▶ EXERCISE
Use the entries below and reproduce exactly the lines from the one containing "self.len() == 0" down to the one containing "pub fn save(&self)", both of them included.

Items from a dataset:
= Beginning of Section =

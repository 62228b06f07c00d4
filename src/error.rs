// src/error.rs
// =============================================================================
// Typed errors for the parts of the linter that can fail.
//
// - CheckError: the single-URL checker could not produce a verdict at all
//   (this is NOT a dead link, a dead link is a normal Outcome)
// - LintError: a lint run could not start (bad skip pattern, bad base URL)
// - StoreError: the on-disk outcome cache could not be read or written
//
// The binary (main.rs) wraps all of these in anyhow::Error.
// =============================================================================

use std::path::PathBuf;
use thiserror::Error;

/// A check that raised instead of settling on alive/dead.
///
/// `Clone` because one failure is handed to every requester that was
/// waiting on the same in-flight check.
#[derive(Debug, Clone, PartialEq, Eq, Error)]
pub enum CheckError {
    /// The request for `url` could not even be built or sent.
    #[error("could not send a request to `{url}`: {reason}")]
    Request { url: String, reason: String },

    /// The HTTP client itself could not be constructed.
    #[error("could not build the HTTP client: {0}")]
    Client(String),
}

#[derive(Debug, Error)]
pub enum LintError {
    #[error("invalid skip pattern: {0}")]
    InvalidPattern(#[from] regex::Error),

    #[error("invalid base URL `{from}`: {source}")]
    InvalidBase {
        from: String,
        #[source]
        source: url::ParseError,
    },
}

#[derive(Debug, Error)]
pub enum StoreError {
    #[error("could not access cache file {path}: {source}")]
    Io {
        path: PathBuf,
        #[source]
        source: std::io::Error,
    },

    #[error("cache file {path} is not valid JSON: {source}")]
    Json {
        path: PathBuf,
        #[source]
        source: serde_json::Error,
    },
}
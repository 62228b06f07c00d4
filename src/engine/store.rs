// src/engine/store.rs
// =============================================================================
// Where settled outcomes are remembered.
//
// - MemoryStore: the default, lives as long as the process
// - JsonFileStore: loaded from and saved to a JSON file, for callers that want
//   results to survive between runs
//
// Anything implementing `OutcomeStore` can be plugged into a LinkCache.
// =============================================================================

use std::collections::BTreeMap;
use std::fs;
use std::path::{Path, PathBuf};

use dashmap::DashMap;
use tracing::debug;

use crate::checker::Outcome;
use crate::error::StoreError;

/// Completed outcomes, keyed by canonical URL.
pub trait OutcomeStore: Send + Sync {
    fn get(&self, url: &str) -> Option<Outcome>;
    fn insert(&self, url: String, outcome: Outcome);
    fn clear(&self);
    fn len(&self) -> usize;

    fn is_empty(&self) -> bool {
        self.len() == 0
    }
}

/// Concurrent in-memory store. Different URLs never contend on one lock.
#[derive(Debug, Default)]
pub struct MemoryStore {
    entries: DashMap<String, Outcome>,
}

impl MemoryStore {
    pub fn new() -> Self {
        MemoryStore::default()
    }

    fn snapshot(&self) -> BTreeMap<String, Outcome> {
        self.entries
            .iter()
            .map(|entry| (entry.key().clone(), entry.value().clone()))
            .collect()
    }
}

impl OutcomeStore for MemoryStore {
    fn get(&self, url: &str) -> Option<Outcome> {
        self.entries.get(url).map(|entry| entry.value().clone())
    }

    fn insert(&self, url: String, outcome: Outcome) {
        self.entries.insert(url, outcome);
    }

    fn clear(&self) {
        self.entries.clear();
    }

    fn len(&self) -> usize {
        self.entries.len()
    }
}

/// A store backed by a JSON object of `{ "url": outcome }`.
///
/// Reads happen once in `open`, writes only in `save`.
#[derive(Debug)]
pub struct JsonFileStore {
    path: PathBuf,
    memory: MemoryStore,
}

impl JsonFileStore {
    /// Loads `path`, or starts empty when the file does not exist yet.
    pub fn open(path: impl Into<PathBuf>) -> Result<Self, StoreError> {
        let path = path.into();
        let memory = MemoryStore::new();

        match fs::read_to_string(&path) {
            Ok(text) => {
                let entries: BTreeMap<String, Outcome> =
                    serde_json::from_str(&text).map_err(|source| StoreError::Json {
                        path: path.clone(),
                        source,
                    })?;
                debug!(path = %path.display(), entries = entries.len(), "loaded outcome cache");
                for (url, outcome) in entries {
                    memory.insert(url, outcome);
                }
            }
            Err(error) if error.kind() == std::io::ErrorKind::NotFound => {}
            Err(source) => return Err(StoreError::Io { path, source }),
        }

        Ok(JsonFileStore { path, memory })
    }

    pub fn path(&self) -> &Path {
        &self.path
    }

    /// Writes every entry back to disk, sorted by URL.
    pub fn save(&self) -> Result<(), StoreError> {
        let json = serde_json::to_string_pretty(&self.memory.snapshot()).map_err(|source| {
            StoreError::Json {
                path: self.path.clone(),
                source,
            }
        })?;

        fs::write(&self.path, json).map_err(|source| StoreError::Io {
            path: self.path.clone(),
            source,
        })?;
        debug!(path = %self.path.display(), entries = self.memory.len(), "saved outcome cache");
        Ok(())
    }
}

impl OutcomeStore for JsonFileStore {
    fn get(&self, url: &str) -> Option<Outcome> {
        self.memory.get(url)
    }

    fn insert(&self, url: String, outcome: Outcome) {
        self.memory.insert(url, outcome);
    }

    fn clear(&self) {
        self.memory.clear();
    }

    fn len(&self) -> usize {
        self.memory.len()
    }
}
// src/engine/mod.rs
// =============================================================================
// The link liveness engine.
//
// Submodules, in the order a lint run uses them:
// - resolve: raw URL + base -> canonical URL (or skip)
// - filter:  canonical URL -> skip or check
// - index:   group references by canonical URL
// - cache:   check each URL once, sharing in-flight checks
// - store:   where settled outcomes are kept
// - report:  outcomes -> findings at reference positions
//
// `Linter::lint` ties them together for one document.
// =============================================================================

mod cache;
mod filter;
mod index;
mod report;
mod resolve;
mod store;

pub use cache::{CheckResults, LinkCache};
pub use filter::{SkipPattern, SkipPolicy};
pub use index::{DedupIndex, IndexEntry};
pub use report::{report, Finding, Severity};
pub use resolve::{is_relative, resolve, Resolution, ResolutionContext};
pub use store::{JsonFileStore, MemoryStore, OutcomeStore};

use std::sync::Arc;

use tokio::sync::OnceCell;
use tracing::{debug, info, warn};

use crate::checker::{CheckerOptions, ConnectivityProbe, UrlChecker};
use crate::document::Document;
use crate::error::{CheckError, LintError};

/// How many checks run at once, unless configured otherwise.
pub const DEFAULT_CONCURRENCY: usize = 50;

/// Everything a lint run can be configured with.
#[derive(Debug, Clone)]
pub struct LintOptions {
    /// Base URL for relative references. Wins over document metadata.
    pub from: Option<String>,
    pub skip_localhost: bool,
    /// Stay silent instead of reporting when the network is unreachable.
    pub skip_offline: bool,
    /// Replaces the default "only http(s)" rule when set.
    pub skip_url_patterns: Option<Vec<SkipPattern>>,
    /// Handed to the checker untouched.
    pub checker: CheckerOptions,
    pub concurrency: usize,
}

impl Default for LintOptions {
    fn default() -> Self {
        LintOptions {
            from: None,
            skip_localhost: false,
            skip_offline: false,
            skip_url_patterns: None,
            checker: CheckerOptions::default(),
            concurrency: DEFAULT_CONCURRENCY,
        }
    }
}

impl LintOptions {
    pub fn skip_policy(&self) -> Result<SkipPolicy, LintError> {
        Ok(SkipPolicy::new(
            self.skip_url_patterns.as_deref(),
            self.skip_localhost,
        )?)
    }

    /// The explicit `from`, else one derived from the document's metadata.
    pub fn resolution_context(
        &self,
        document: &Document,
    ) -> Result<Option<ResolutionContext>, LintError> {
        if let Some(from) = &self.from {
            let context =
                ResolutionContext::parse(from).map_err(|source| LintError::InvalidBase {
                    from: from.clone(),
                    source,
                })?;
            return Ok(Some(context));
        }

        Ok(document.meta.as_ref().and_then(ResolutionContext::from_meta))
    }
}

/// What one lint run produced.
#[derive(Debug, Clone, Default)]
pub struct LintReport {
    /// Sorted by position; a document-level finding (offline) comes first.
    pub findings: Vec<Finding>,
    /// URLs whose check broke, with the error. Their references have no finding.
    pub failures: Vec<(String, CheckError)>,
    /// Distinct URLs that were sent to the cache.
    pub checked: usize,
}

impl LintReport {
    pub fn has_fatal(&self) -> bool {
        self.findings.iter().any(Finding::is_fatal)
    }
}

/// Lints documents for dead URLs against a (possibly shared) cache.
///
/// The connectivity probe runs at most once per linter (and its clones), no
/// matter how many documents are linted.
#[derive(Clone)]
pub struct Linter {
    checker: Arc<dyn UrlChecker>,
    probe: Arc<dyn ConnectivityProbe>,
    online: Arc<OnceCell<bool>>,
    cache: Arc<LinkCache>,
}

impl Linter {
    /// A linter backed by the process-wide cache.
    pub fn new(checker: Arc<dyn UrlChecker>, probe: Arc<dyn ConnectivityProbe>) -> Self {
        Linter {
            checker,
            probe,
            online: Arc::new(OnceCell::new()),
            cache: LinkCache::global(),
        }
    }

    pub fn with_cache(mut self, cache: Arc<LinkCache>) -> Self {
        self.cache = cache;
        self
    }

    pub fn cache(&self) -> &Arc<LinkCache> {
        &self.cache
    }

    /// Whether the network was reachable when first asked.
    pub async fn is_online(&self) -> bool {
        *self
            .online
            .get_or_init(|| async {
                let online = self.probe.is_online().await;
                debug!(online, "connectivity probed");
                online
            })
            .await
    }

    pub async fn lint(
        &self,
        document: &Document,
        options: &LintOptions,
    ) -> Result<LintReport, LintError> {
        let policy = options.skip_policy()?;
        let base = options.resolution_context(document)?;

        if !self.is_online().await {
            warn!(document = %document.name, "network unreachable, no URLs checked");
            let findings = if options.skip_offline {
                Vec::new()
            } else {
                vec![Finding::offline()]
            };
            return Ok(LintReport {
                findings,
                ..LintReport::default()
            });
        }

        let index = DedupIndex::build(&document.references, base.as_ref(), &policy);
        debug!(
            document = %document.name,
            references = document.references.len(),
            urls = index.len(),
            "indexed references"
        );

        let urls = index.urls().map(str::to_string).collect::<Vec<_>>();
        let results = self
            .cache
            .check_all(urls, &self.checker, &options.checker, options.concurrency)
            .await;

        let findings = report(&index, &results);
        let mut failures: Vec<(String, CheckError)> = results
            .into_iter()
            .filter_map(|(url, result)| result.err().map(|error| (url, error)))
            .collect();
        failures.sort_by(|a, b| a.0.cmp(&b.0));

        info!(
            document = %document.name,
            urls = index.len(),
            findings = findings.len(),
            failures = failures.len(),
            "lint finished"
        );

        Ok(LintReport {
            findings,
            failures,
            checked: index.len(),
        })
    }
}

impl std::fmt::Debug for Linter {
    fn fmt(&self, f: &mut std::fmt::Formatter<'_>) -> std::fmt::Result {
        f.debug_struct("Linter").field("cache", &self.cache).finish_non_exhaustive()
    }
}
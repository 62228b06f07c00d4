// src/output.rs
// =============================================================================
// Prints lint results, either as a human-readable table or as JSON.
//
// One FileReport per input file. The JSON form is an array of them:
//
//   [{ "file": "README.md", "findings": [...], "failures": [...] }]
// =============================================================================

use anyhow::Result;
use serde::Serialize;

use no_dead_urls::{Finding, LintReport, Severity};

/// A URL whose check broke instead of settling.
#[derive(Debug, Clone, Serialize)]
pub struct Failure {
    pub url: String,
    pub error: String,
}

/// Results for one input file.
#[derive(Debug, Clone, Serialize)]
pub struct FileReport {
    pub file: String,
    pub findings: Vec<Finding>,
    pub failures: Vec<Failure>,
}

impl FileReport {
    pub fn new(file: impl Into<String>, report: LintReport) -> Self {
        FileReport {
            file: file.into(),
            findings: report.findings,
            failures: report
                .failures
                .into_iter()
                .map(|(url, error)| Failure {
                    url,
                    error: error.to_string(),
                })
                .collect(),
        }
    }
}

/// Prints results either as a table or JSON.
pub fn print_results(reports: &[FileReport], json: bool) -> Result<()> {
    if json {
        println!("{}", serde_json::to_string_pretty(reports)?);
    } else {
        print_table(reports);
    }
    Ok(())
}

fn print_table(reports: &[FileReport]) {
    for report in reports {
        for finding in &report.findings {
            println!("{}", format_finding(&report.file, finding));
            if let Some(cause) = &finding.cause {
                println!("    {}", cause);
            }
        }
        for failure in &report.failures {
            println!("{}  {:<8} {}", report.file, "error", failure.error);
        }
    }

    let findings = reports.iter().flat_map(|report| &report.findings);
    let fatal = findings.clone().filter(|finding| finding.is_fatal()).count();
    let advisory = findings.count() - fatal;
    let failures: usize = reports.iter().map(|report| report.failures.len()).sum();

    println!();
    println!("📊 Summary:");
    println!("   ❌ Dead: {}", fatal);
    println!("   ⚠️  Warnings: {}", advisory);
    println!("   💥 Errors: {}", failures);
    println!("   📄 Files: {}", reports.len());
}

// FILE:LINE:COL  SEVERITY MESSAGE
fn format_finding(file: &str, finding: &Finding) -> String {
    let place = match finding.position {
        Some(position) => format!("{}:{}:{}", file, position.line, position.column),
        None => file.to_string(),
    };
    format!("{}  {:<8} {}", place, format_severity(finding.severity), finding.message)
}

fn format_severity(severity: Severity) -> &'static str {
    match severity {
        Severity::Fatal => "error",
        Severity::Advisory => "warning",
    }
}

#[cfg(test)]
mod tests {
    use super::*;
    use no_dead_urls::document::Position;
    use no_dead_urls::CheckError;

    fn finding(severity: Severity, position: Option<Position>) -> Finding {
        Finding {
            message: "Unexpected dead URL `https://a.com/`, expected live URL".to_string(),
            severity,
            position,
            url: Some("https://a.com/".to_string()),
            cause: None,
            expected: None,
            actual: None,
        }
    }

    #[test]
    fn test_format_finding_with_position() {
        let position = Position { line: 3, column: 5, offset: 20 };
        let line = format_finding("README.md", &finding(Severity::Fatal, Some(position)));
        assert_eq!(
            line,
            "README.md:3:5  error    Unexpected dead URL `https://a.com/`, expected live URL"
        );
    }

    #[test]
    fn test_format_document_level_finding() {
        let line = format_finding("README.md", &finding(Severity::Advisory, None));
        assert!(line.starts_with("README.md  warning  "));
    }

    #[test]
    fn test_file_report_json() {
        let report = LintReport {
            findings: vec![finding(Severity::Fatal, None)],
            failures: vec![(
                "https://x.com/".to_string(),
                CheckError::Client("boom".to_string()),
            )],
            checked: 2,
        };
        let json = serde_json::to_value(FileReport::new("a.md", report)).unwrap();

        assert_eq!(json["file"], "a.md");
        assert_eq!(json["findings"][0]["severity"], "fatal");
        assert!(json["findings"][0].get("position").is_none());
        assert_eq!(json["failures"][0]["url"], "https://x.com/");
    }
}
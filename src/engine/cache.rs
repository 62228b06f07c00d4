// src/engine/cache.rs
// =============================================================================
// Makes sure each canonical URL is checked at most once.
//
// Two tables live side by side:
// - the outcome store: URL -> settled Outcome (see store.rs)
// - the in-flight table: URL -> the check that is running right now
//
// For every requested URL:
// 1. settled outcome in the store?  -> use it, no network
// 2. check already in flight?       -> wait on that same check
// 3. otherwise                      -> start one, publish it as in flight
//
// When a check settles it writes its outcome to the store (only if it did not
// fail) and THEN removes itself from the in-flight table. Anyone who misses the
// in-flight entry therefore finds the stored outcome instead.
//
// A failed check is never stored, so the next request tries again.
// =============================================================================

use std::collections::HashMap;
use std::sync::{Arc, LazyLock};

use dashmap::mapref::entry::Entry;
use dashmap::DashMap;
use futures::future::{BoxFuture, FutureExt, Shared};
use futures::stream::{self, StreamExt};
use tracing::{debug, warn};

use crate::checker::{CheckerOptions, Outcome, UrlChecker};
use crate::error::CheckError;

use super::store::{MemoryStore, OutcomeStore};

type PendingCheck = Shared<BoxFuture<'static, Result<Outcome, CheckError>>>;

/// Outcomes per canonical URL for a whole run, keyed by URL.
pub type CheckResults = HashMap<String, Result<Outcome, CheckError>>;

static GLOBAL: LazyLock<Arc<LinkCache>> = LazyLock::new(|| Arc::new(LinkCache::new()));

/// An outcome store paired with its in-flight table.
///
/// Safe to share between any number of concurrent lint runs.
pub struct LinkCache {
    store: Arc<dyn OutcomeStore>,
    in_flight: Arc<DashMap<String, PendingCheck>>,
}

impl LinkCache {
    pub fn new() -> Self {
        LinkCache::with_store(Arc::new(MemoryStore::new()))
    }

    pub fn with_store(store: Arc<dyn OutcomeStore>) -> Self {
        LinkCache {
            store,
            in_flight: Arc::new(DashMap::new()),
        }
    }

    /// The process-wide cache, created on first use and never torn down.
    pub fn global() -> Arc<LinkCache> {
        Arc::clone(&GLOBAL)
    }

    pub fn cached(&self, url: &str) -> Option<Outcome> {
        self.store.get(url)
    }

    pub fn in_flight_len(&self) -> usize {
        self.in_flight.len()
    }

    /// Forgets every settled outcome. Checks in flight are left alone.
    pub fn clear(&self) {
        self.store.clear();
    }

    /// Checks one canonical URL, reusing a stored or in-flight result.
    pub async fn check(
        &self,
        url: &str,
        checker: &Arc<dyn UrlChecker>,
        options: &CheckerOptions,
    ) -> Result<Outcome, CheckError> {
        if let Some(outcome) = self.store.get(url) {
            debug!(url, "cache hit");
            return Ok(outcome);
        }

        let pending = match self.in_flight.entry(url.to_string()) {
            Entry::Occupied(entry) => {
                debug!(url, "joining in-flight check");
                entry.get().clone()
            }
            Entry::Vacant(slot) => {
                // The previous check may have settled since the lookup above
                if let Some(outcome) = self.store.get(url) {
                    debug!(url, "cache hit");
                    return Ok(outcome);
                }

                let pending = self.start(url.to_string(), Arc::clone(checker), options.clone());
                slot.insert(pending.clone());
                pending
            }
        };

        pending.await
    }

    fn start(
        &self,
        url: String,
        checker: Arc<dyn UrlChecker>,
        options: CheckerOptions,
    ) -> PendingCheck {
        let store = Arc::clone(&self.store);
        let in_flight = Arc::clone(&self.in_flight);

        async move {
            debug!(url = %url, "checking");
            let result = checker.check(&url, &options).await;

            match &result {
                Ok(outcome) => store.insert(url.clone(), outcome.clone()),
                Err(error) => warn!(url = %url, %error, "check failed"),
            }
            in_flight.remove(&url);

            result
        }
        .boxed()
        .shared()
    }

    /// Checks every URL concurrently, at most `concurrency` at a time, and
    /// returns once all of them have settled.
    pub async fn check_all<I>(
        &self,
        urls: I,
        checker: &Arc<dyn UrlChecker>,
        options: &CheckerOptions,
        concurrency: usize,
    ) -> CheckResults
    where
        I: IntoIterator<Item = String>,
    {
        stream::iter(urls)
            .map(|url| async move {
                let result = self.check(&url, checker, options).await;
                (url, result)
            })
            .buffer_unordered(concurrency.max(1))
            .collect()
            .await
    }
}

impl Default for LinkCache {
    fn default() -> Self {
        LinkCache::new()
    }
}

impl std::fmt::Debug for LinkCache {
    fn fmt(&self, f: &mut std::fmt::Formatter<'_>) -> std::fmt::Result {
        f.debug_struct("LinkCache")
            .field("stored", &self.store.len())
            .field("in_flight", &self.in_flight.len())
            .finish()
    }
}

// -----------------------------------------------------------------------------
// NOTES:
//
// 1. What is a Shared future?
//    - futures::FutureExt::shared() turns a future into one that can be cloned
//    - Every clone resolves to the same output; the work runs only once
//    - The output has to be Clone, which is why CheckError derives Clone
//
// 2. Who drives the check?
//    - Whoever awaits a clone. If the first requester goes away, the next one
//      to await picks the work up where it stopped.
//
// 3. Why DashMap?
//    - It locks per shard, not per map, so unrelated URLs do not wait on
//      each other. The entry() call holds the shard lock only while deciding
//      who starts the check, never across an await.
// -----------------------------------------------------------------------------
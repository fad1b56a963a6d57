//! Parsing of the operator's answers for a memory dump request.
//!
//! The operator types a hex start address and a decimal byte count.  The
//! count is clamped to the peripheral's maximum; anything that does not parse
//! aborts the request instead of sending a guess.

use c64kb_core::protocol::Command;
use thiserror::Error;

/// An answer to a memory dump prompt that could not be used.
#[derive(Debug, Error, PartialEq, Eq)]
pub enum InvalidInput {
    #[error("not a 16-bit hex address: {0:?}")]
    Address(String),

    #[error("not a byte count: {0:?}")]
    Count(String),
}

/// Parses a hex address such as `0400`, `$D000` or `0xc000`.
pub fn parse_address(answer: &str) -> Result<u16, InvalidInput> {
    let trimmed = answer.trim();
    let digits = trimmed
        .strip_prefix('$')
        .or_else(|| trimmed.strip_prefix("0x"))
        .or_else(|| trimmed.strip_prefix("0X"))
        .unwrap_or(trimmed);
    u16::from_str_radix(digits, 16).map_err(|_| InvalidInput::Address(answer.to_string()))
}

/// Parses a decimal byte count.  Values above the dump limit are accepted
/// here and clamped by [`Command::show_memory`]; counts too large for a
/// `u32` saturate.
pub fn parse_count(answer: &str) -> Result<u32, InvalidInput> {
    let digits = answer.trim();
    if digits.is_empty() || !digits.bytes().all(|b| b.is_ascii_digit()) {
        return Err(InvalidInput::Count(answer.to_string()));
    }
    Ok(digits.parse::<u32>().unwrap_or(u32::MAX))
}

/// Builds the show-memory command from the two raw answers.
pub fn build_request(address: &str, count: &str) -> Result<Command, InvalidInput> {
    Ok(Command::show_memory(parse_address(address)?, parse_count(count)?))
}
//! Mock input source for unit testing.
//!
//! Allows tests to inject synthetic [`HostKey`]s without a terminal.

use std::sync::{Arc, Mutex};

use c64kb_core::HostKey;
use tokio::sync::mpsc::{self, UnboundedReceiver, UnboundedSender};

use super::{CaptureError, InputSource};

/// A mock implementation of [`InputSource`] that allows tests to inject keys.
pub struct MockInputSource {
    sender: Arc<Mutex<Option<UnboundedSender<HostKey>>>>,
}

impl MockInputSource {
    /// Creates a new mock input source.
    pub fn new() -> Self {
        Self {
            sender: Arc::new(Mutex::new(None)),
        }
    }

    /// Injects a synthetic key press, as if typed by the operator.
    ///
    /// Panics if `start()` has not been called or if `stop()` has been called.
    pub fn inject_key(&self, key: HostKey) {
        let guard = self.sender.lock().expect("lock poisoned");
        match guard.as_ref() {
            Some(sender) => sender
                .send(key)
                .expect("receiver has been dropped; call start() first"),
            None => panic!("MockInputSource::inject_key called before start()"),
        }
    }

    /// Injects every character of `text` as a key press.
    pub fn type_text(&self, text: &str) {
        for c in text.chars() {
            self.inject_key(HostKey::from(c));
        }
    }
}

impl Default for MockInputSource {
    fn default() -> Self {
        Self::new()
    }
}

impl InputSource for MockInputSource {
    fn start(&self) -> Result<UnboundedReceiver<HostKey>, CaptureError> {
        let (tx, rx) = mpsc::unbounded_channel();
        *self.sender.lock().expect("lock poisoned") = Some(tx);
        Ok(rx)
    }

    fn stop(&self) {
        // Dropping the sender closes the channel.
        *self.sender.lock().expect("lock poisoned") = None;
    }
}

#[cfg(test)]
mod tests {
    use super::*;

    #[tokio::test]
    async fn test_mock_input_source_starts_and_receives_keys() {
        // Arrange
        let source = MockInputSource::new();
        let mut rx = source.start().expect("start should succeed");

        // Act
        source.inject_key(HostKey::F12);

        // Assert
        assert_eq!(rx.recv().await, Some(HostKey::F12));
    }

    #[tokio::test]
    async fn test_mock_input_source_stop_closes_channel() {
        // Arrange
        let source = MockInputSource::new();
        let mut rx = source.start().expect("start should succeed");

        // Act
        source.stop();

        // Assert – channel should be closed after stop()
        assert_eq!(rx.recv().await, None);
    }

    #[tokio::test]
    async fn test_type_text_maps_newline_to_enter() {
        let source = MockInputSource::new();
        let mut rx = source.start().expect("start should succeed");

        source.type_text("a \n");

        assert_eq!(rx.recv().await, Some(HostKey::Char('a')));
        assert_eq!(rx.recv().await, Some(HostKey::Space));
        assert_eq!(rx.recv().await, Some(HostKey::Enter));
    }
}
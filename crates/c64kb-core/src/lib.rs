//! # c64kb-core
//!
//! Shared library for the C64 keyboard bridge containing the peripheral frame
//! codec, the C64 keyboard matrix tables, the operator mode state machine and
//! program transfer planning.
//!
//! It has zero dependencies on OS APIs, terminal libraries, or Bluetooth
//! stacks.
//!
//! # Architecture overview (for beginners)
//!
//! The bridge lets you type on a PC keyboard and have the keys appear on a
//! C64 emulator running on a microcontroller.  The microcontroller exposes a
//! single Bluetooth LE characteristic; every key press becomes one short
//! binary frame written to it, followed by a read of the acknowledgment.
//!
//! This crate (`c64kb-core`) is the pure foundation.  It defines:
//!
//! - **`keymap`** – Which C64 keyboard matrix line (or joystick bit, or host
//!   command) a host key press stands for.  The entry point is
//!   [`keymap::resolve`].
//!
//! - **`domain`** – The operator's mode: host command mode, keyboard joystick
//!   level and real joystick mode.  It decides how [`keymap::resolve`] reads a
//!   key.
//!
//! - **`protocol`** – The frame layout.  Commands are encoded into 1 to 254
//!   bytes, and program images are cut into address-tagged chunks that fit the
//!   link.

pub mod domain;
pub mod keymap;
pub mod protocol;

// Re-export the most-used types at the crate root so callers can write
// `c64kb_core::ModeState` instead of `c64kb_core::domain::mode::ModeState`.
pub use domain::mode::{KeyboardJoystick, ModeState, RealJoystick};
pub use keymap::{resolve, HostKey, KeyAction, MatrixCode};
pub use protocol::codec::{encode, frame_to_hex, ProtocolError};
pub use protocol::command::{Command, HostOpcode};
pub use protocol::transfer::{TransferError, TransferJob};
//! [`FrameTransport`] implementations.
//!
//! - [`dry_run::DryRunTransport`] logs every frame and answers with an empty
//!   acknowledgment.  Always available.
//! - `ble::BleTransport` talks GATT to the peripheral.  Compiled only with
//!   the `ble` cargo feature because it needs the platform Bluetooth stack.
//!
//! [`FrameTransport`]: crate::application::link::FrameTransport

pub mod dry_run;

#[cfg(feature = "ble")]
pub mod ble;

= End of Section =

▶ RESPONSE TO THE TASK
        self.len() == 0
    }
}

/// Concurrent in-memory store. Different URLs never contend on one lock.
#[derive(Debug, Default)]
pub struct MemoryStore {
    entries: DashMap<String, Outcome>,
}

impl MemoryStore {
    pub fn new() -> Self {
        MemoryStore::default()
    }

    fn snapshot(&self) -> BTreeMap<String, Outcome> {
        self.entries
            .iter()
            .map(|entry| (entry.key().clone(), entry.value().clone()))
            .collect()
    }
}

impl OutcomeStore for MemoryStore {
    fn get(&self, url: &str) -> Option<Outcome> {
        self.entries.get(url).map(|entry| entry.value().clone())
    }

    fn insert(&self, url: String, outcome: Outcome) {
        self.entries.insert(url, outcome);
    }

    fn clear(&self) {
        self.entries.clear();
    }

    fn len(&self) -> usize {
        self.entries.len()
    }
}

/// A store backed by a JSON object of `{ "url": outcome }`.
///
/// Reads happen once in `open`, writes only in `save`.
#[derive(Debug)]
pub struct JsonFileStore {
    path: PathBuf,
    memory: MemoryStore,
}

impl JsonFileStore {
    /// Loads `path`, or starts empty when the file does not exist yet.
    pub fn open(path: impl Into<PathBuf>) -> Result<Self, StoreError> {
        let path = path.into();
        let memory = MemoryStore::new();

        match fs::read_to_string(&path) {
            Ok(text) => {
                let entries: BTreeMap<String, Outcome> =
                    serde_json::from_str(&text).map_err(|source| StoreError::Json {
                        path: path.clone(),
                        source,
                    })?;
                debug!(path = %path.display(), entries = entries.len(), "loaded outcome cache");
                for (url, outcome) in entries {
                    memory.insert(url, outcome);
                }
            }
            Err(error) if error.kind() == std::io::ErrorKind::NotFound => {}
            Err(source) => return Err(StoreError::Io { path, source }),
        }

        Ok(JsonFileStore { path, memory })
    }

    pub fn path(&self) -> &Path {
        &self.path
    }

    /// Writes every entry back to disk, sorted by URL.
    pub fn save(&self) -> Result<(), StoreError> {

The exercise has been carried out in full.